PROBLEM DESCRIPTION:
Wherever a line of the data contains "DecryptionFailed", copy that line.

(Saved entries)
⟨

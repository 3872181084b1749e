use clap::Parser;
use credvault::cli::commands::{
    audit_cmd, consume, create, delete, get, list, providers, stats, toggle, update,
};
use credvault::cli::{Cli, Commands};
use credvault::vault::CredentialPatch;
use tracing_subscriber::EnvFilter;

/// Diagnostics go to stderr so stdout stays clean for secrets and JSON.
fn init_tracing() {
    let filter = EnvFilter::try_from_env("CREDVAULT_LOG")
        .unwrap_or_else(|_| EnvFilter::new("credvault=warn"));

    tracing_subscriber::fmt()
        .with_env_filter(filter)
        .with_writer(std::io::stderr)
        .with_target(false)
        .init();
}

fn main() {
    init_tracing();
    let cli = Cli::parse();

    let result = match cli.command {
        Commands::Create {
            ref name,
            provider,
            ref environment,
            ref description,
            inactive,
            ref secret,
        } => create::execute(
            &cli,
            create::CreateArgs {
                name,
                provider,
                environment: environment.as_deref(),
                description: description.as_deref(),
                inactive,
                secret: secret.as_deref(),
            },
        ),
        Commands::List {
            provider,
            ref environment,
            active,
            ref search,
            page,
            limit,
        } => list::execute(
            &cli,
            &list::ListArgs {
                provider,
                environment: environment.as_deref(),
                active,
                search: search.as_deref(),
                page,
                limit,
            },
        ),
        Commands::Stats => stats::execute(&cli),
        Commands::Get { ref id, reveal } => get::execute(&cli, id, reveal),
        Commands::Update {
            ref id,
            ref name,
            provider,
            ref environment,
            ref description,
            ref secret,
            active,
        } => update::execute(
            &cli,
            id,
            CredentialPatch {
                name: name.clone(),
                provider,
                environment: environment.clone(),
                description: description.clone(),
                secret: secret.clone(),
                is_active: active,
            },
        ),
        Commands::Toggle { ref id } => toggle::execute(&cli, id),
        Commands::Delete { ref id, force } => delete::execute(&cli, id, force),
        Commands::Consume {
            provider,
            ref environment,
        } => match consume::execute(&cli, provider, environment.as_deref()) {
            Ok(true) => Ok(()),
            Ok(false) => std::process::exit(consume::NO_ACTIVE_CREDENTIAL),
            Err(e) => Err(e),
        },
        Commands::Audit { last, ref since } => audit_cmd::execute(&cli, last, since.as_deref()),
        Commands::Providers => providers::execute(&cli),
    };

    if let Err(e) = result {
        credvault::cli::output::error(&e.to_string());
        if !e.is_client_facing() {
            tracing::debug!(error = ?e, "command failed");
        }
        std::process::exit(e.exit_code());
    }
}
use thiserror::Error;

/// All errors that can occur in CredVault.
#[derive(Debug, Error)]
pub enum VaultError {
    // --- Vault errors ---
    #[error("Credential '{0}' not found")]
    NotFound(String),

    #[error("An active credential already exists for {provider}/{environment} (id {existing_id})")]
    Conflict {
        provider: String,
        environment: String,
        existing_id: String,
    },

    #[error("Validation failed: {0}")]
    Validation(String),

    // --- Crypto errors ---
    #[error("Encryption failed: {0}")]
    EncryptionFailed(String),

    #[error("Decryption failed — wrong encryption key or corrupted ciphertext")]
    DecryptionFailed,

    // --- Config errors ---
    #[error("Encryption key missing: {0}")]
    MissingEncryptionKey(String),

    #[error("Config error: {0}")]
    ConfigError(String),

    // --- Storage errors ---
    #[error("Storage error: {0}")]
    Storage(String),

    #[error("Audit error: {0}")]
    AuditError(String),

    // --- IO errors ---
    #[error("IO error: {0}")]
    Io(#[from] std::io::Error),

    // --- Serialization errors ---
    #[error("Serialization error: {0}")]
    SerializationError(String),

    // --- CLI errors ---
    #[error("Command failed: {0}")]
    CommandFailed(String),
}

impl VaultError {
    /// Errors the caller caused and can fix, as opposed to internal failures.
    pub fn is_client_facing(&self) -> bool {
        matches!(
            self,
            Self::NotFound(_) | Self::Conflict { .. } | Self::Validation(_)
        )
    }

    /// Process exit code used by the CLI for this error.
    pub fn exit_code(&self) -> i32 {
        match self {
            Self::Conflict { .. } => 3,
            Self::NotFound(_) => 4,
            Self::DecryptionFailed => 5,
            _ => 1,
        }
    }
}

impl From<rusqlite::Error> for VaultError {
    fn from(e: rusqlite::Error) -> Self {
        VaultError::Storage(e.to_string())
    }
}

/// Convenience type alias for CredVault results.
pub type Result<T> = std::result::Result<T, VaultError>;

#[cfg(test)]
mod tests {
    use super::*;

    #[test]
    fn conflict_and_not_found_are_client_facing() {
        let conflict = VaultError::Conflict {
            provider: "OPENAI".into(),
            environment: "production".into(),
            existing_id: "abc".into(),
        };
        assert!(conflict.is_client_facing());
        assert!(VaultError::NotFound("abc".into()).is_client_facing());
        assert!(!VaultError::DecryptionFailed.is_client_facing());
        assert!(!VaultError::Storage("disk full".into()).is_client_facing());
    }

    #[test]
    fn exit_codes_distinguish_failure_kinds() {
        assert_eq!(VaultError::NotFound("x".into()).exit_code(), 4);
        assert_eq!(VaultError::DecryptionFailed.exit_code(), 5);
        assert_eq!(VaultError::CommandFailed("x".into()).exit_code(), 1);
    }
}
pub mod audit;
pub mod cli;
pub mod config;
pub mod crypto;
pub mod errors;
pub mod vault;
//! Vault module — encrypted credential storage.
//!
//! This module provides:
//! - Credential records and their masked/revealed projections (`record`)
//! - List filters, pagination and stats (`query`)
//! - The `CredentialStore` trait and its SQLite backend (`store`)
//! - `CredentialVault`, the operations callers use (`service`)

pub mod query;
pub mod record;
pub mod service;
pub mod store;

// Re-export the most commonly used items.
pub use query::{ListFilter, Page, Pagination, Stats};
pub use record::{
    CredentialMetadata, CredentialPatch, CredentialRecord, CredentialView, MaskedCredential,
    MaskedSecret, NewCredential, Provider, RevealedCredential, MASKED_SENTINEL,
};
pub use service::CredentialVault;
pub use store::{CredentialStore, SqliteStore};
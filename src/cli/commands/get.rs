//! `credvault get` — show one credential, optionally with its secret.

use crate::audit::{log_audit, AuditEvent};
use crate::cli::output;
use crate::cli::{open_vault, print_json, Cli};
use crate::errors::Result;
use crate::vault::{CredentialView, MASKED_SENTINEL};

/// Execute the `get` command.
pub fn execute(cli: &Cli, id: &str, reveal: bool) -> Result<()> {
    let vault = open_vault(cli)?;
    let view = vault.get_one(id, reveal)?;

    // Revealing plaintext is recorded; a masked read is not.
    if matches!(view, CredentialView::Revealed(_)) {
        let m = view.metadata();
        log_audit(
            cli,
            AuditEvent::new("reveal")
                .credential(&m.id)
                .pair(m.provider.as_str(), &m.environment),
        );
    }

    if cli.json {
        return print_json(&view);
    }

    match view {
        CredentialView::Masked(ref c) => output::print_credential(&c.metadata, MASKED_SENTINEL),
        CredentialView::Revealed(ref r) => output::print_credential(&r.metadata, r.secret()),
    }

    Ok(())
}
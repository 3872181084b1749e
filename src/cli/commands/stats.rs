//! `credvault stats` — credential counts and per-provider breakdown.

use crate::cli::output;
use crate::cli::{open_vault, print_json, settings, Cli};
use crate::errors::Result;

/// Execute the `stats` command.
pub fn execute(cli: &Cli) -> Result<()> {
    let vault = open_vault(cli)?;
    let stats = vault.stats()?;

    if cli.json {
        return print_json(&stats);
    }

    output::print_stats(&stats, settings()?.recent_usage_days);

    Ok(())
}
//! `credvault list` — display credentials in a table, secrets masked.

use crate::cli::output;
use crate::cli::{open_vault, print_json, Cli};
use crate::errors::Result;
use crate::vault::{ListFilter, Provider};

/// Filter and paging arguments for the `list` command.
#[derive(Debug, Default)]
pub struct ListArgs<'a> {
    pub provider: Option<Provider>,
    pub environment: Option<&'a str>,
    pub active: Option<bool>,
    pub search: Option<&'a str>,
    pub page: Option<u32>,
    pub limit: Option<u32>,
}

impl ListArgs<'_> {
    fn filter(&self) -> ListFilter {
        let mut filter = ListFilter::default();
        if let Some(p) = self.provider {
            filter = filter.provider(p);
        }
        if let Some(env) = self.environment {
            filter = filter.environment(env);
        }
        if let Some(active) = self.active {
            filter = filter.active(active);
        }
        if let Some(s) = self.search {
            filter = filter.search(s);
        }
        filter
    }
}

/// Execute the `list` command.
pub fn execute(cli: &Cli, args: &ListArgs<'_>) -> Result<()> {
    let vault = open_vault(cli)?;
    let page = vault.list(&args.filter(), args.page, args.limit)?;

    if cli.json {
        return print_json(&page);
    }

    output::print_credentials_table(&page);

    Ok(())
}
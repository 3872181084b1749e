//! Command implementations, one module per subcommand.

pub mod audit_cmd;
pub mod consume;
pub mod create;
pub mod delete;
pub mod get;
pub mod list;
pub mod providers;
pub mod stats;
pub mod toggle;
pub mod update;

⟩

THE COMPLETED TASK:
    DecryptionFailed,
            Self::DecryptionFailed => 5,
        assert!(!VaultError::DecryptionFailed.is_client_facing());
        assert_eq!(VaultError::DecryptionFailed.exit_code(), 5);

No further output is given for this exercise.